SUPPLIED MATERIAL:
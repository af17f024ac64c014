use ::serenity::all::{CreateWebhook, ExecuteWebhook};
use poise::{CreateReply, serenity_prelude as serenity};
use tracing::{info, warn};

use crate::{CommandResult, Context};

/// Impersonate a user or bot and send a message as the member
#[poise::command(
    slash_command,
    guild_only,
    category = "Misc",
    required_bot_permissions = "MANAGE_WEBHOOKS"
)]
pub async fn impersonate(
    ctx: Context<'_>,
    #[description = "Member or bot account to impersonate"] member: serenity::Member,
    #[description = "Message to send as the member"] message: String,
) -> CommandResult {
    ctx.send(CreateReply::default().content("ok").ephemeral(true))
        .await?;

    // A throwaway webhook lets the message carry the member's name and avatar
    let webhook = ctx
        .channel_id()
        .create_webhook(ctx.http(), CreateWebhook::new(member.user.name.clone()))
        .await?;

    let sent = webhook
        .execute(
            ctx.http(),
            false,
            ExecuteWebhook::new()
                .content(message)
                .username(member.display_name())
                .avatar_url(member.face()),
        )
        .await;

    if let Err(e) = webhook.delete(ctx.http()).await {
        warn!("Failed to delete impersonation webhook {}: {}", webhook.id, e);
    }

    sent?;
    info!("{} impersonated {}", ctx.author().name, member.user.name);

    Ok(())
}
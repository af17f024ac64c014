//! Paginated embeds with button navigation.
//!
//! A [`Paginator`] owns a list of text entries, splits them into pages and keeps a
//! single message up to date as the user clicks through it. All platform access goes
//! through a [`Messenger`], so the state machine itself is plain Rust.

use std::time::Duration;

use futures::StreamExt;
use serenity::all::UserId;
use thiserror::Error;
use tracing::{debug, info, warn};

use crate::messaging::discord::DiscordMessenger;
use crate::messaging::{ButtonClick, MessageHandle, Messenger, MessagingError, OutgoingPage};

pub mod controls;
pub mod pages;
pub mod render;

pub use controls::NavAction;
pub use pages::Page;
pub use render::{PageStyle, PageValue, RenderedPage};

/// Default idle time before navigation buttons are removed.
pub const DEFAULT_TIMEOUT: Duration = Duration::from_secs(30);

/// Errors that can occur while running a paginator
#[derive(Error, Debug)]
pub enum PaginatorError {
    #[error("Invalid paginator configuration: {0}")]
    InvalidConfiguration(String),

    #[error("Paginator has not been started")]
    NotStarted,

    #[error("Message not found")]
    MessageNotFound,

    #[error(transparent)]
    Messaging(MessagingError),
}

impl From<MessagingError> for PaginatorError {
    fn from(error: MessagingError) -> Self {
        match error {
            MessagingError::MessageNotFound => PaginatorError::MessageNotFound,
            other => PaginatorError::Messaging(other),
        }
    }
}

/// Result type for paginator operations
pub type PaginatorResult<T> = Result<T, PaginatorError>;

/// What a processed button click did
#[derive(Debug, Clone, Copy, PartialEq, Eq)]
pub enum ClickOutcome {
    /// The page changed (or was re-shown) and the message was edited.
    Navigated,
    /// Nothing changed: boundary no-op, foreign user, or unknown button.
    Ignored,
    /// The message was deleted; no further clicks will arrive.
    Deleted,
}

/// Display and behaviour options for a [`Paginator`]
#[derive(Debug, Clone)]
pub struct PaginatorOptions {
    pub style: PageStyle,
    /// Entries per page, at least 1.
    pub page_size: usize,
    /// Only the invoking user may press the buttons.
    pub author_restrict: bool,
    /// Idle time after which the buttons are removed.
    pub timeout: Duration,
    /// 1-indexed page shown by `start`.
    pub initial_page: usize,
    /// Reply to the invocation instead of posting to the channel.
    pub reply: bool,
    /// Appended to every entry.
    pub line_separator: String,
    /// Plain text sent above the embed.
    pub extra_message: String,
}

impl Default for PaginatorOptions {
    fn default() -> Self {
        Self {
            style: PageStyle::default(),
            page_size: 1,
            author_restrict: true,
            timeout: DEFAULT_TIMEOUT,
            initial_page: 1,
            reply: true,
            line_separator: "\n".to_string(),
            extra_message: String::new(),
        }
    }
}

impl PaginatorOptions {
    pub fn new() -> Self {
        Self::default()
    }

    pub fn title(mut self, title: impl Into<PageValue<String>>) -> Self {
        self.style.title = title.into();
        self
    }

    pub fn colour(mut self, colour: impl Into<PageValue<u32>>) -> Self {
        self.style.colour = colour.into();
        self
    }

    pub fn thumbnail(mut self, thumbnail: impl Into<PageValue<String>>) -> Self {
        self.style.thumbnail = Some(thumbnail.into());
        self
    }

    pub fn prefix(mut self, prefix: impl Into<String>) -> Self {
        self.style.prefix = prefix.into();
        self
    }

    pub fn suffix(mut self, suffix: impl Into<String>) -> Self {
        self.style.suffix = suffix.into();
        self
    }

    pub fn page_size(mut self, page_size: usize) -> Self {
        self.page_size = page_size;
        self
    }

    pub fn author_restrict(mut self, author_restrict: bool) -> Self {
        self.author_restrict = author_restrict;
        self
    }

    pub fn timeout(mut self, timeout: Duration) -> Self {
        self.timeout = timeout;
        self
    }

    pub fn initial_page(mut self, initial_page: usize) -> Self {
        self.initial_page = initial_page;
        self
    }

    pub fn reply(mut self, reply: bool) -> Self {
        self.reply = reply;
        self
    }

    pub fn line_separator(mut self, line_separator: impl Into<String>) -> Self {
        self.line_separator = line_separator.into();
        self
    }

    pub fn extra_message(mut self, extra_message: impl Into<String>) -> Self {
        self.extra_message = extra_message.into();
        self
    }
}

/// A paginated message and its navigation state
pub struct Paginator<M> {
    messenger: M,
    author: UserId,
    entries: Vec<String>,
    options: PaginatorOptions,
    page_count: usize,
    pages: Vec<Page>,
    current_page: usize,
    started: bool,
    live: Option<MessageHandle>,
}

impl Paginator<DiscordMessenger> {
    /// Build a paginator that answers the given command invocation.
    pub fn from_context<U: Send + Sync + 'static, E>(
        ctx: poise::Context<'_, U, E>,
        entries: Vec<String>,
        options: PaginatorOptions,
    ) -> PaginatorResult<Self> {
        Self::new(
            DiscordMessenger::from_context(ctx),
            ctx.author().id,
            entries,
            options,
        )
    }
}

impl<M: Messenger> Paginator<M> {
    /// Validate the options and build a paginator. Nothing is sent yet.
    pub fn new(
        messenger: M,
        author: UserId,
        entries: Vec<String>,
        options: PaginatorOptions,
    ) -> PaginatorResult<Self> {
        if options.page_size < 1 {
            return Err(PaginatorError::InvalidConfiguration(
                "page size cannot be less than 1".to_string(),
            ));
        }

        let page_count = pages::page_count(entries.len(), options.page_size);

        let per_page_values = [
            ("title", options.style.title.per_page_len()),
            ("colour", options.style.colour.per_page_len()),
            (
                "thumbnail",
                options
                    .style
                    .thumbnail
                    .as_ref()
                    .and_then(PageValue::per_page_len),
            ),
        ];
        for (name, len) in per_page_values {
            if let Some(len) = len.filter(|len| *len != page_count) {
                return Err(PaginatorError::InvalidConfiguration(format!(
                    "{name} has {len} values but there are {page_count} pages"
                )));
            }
        }

        if options.initial_page < 1 || options.initial_page > page_count.max(1) {
            return Err(PaginatorError::InvalidConfiguration(format!(
                "initial page {} is outside 1..={}",
                options.initial_page,
                page_count.max(1)
            )));
        }

        debug!(
            "Created paginator with {} entries over {} pages",
            entries.len(),
            page_count
        );

        Ok(Self {
            messenger,
            author,
            entries,
            page_count,
            pages: Vec::new(),
            current_page: options.initial_page,
            options,
            started: false,
            live: None,
        })
    }

    /// The page currently shown, 1-indexed
    pub fn current_page(&self) -> usize {
        self.current_page
    }

    /// Total number of pages for the configured entries
    pub fn page_count(&self) -> usize {
        self.page_count
    }

    /// Pages computed by the last `start`
    pub fn pages(&self) -> &[Page] {
        &self.pages
    }

    /// The live message, if one has been sent and not deleted
    pub fn message(&self) -> Option<&MessageHandle> {
        self.live.as_ref()
    }

    pub fn messenger(&self) -> &M {
        &self.messenger
    }

    /// Render the current page
    pub fn render(&self) -> RenderedPage {
        render::render_page(&self.pages, self.current_page, &self.options.style)
    }

    fn outgoing(&self, with_buttons: bool) -> OutgoingPage {
        let buttons = if with_buttons && self.page_count > 1 {
            NavAction::ALL.to_vec()
        } else {
            Vec::new()
        };

        OutgoingPage {
            content: self.options.extra_message.clone(),
            embed: self.render(),
            buttons,
        }
    }

    /// Split the entries, send the initial page and remember the message.
    pub async fn start(&mut self) -> PaginatorResult<()> {
        self.pages = pages::split_pages(
            &self.entries,
            self.options.page_size,
            &self.options.line_separator,
        );
        self.current_page = self.options.initial_page;

        let handle = self
            .messenger
            .send_message(&self.outgoing(true), self.options.reply)
            .await?;

        info!(
            "Started paginator on message {} at page {} of {}",
            handle.message_id, self.current_page, self.page_count
        );

        self.started = true;
        self.live = Some(handle);
        Ok(())
    }

    /// Re-render the current page into the live message.
    pub async fn update(&mut self) -> PaginatorResult<()> {
        let handle = self.live_handle()?;
        self.messenger
            .edit_message(&handle, &self.outgoing(true))
            .await?;
        Ok(())
    }

    /// Delete the live message.
    ///
    /// The handle is released first, so a second call fails with
    /// [`PaginatorError::MessageNotFound`] without reaching the messenger.
    pub async fn delete(&mut self) -> PaginatorResult<()> {
        let handle = self.live.take().ok_or(PaginatorError::MessageNotFound)?;
        self.messenger.delete_message(&handle).await?;
        info!("Deleted paginated message {}", handle.message_id);
        Ok(())
    }

    /// Drop the computed pages. Entries and the live message are left alone.
    pub fn clear(&mut self) {
        self.pages.clear();
    }

    /// Apply a navigation action to the page state.
    ///
    /// Returns `false` when the action is swallowed: previous on the first page,
    /// next on the last page, or delete (which is not a page transition).
    pub fn navigate(&mut self, action: NavAction) -> bool {
        match action {
            NavAction::First => self.current_page = 1,
            NavAction::Previous if self.current_page > 1 => self.current_page -= 1,
            NavAction::Next if self.current_page < self.page_count => self.current_page += 1,
            NavAction::Last => self.current_page = self.page_count.max(1),
            _ => return false,
        }
        true
    }

    /// Acknowledge one button click, then process it.
    ///
    /// The click is acknowledged before anything else happens, so ignored clicks,
    /// failed edits and deletions of the message all leave the interaction answered.
    /// Errors from the action take precedence over errors from the acknowledgement.
    pub async fn handle_click(&mut self, click: &ButtonClick) -> PaginatorResult<ClickOutcome> {
        let acknowledged = self.messenger.acknowledge(click).await;
        let outcome = self.apply_click(click).await?;

        acknowledged?;
        Ok(outcome)
    }

    async fn apply_click(&mut self, click: &ButtonClick) -> PaginatorResult<ClickOutcome> {
        if self.options.author_restrict && click.user_id != self.author {
            debug!(
                "Ignoring paginator click from {} (owner is {})",
                click.user_id, self.author
            );
            return Ok(ClickOutcome::Ignored);
        }

        let Some(action) = NavAction::from_custom_id(&click.custom_id) else {
            warn!("Unknown paginator button id: {}", click.custom_id);
            return Ok(ClickOutcome::Ignored);
        };

        if action == NavAction::Delete {
            self.delete().await?;
            return Ok(ClickOutcome::Deleted);
        }

        if !self.navigate(action) {
            return Ok(ClickOutcome::Ignored);
        }

        debug!("{:?} -> page {} of {}", action, self.current_page, self.page_count);
        self.update().await?;
        Ok(ClickOutcome::Navigated)
    }

    /// Serve button clicks on the live message until it is deleted, the click
    /// stream ends, or no click arrives within the timeout.
    ///
    /// Clicks are handled one at a time in delivery order. On timeout the buttons
    /// are stripped from the message.
    pub async fn run(&mut self) -> PaginatorResult<()> {
        let handle = self.live_handle()?;

        if self.page_count <= 1 {
            return Ok(());
        }

        let mut clicks = self.messenger.button_clicks(&handle);

        loop {
            match tokio::time::timeout(self.options.timeout, clicks.next()).await {
                Ok(Some(click)) => {
                    if self.handle_click(&click).await? == ClickOutcome::Deleted {
                        return Ok(());
                    }
                }
                Ok(None) => {
                    debug!("Click stream for message {} ended", handle.message_id);
                    return Ok(());
                }
                Err(_) => return self.expire().await,
            }
        }
    }

    /// Remove the navigation buttons from the live message.
    ///
    /// A message that is already gone counts as expired.
    pub async fn expire(&mut self) -> PaginatorResult<()> {
        let Some(handle) = self.live else {
            return Ok(());
        };

        match self
            .messenger
            .edit_message(&handle, &self.outgoing(false))
            .await
        {
            Ok(()) => {
                info!("Paginator on message {} expired", handle.message_id);
                Ok(())
            }
            Err(MessagingError::MessageNotFound) => {
                debug!("Expired paginator message {} was already gone", handle.message_id);
                self.live = None;
                Ok(())
            }
            Err(e) => Err(e.into()),
        }
    }

    fn live_handle(&self) -> PaginatorResult<MessageHandle> {
        match self.live {
            Some(handle) => Ok(handle),
            None if self.started => Err(PaginatorError::MessageNotFound),
            None => Err(PaginatorError::NotStarted),
        }
    }
}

TASK PROMPT:
The reply should consist solely of the lines above from the one that has "use serenity::all::UserId;" through the one that has "pub mod pages;", reproduced exactly.

SOLUTION:
use serenity::all::UserId;
use thiserror::Error;
use tracing::{debug, info, warn};

use crate::messaging::discord::DiscordMessenger;
use crate::messaging::{ButtonClick, MessageHandle, Messenger, MessagingError, OutgoingPage};

pub mod controls;
pub mod pages;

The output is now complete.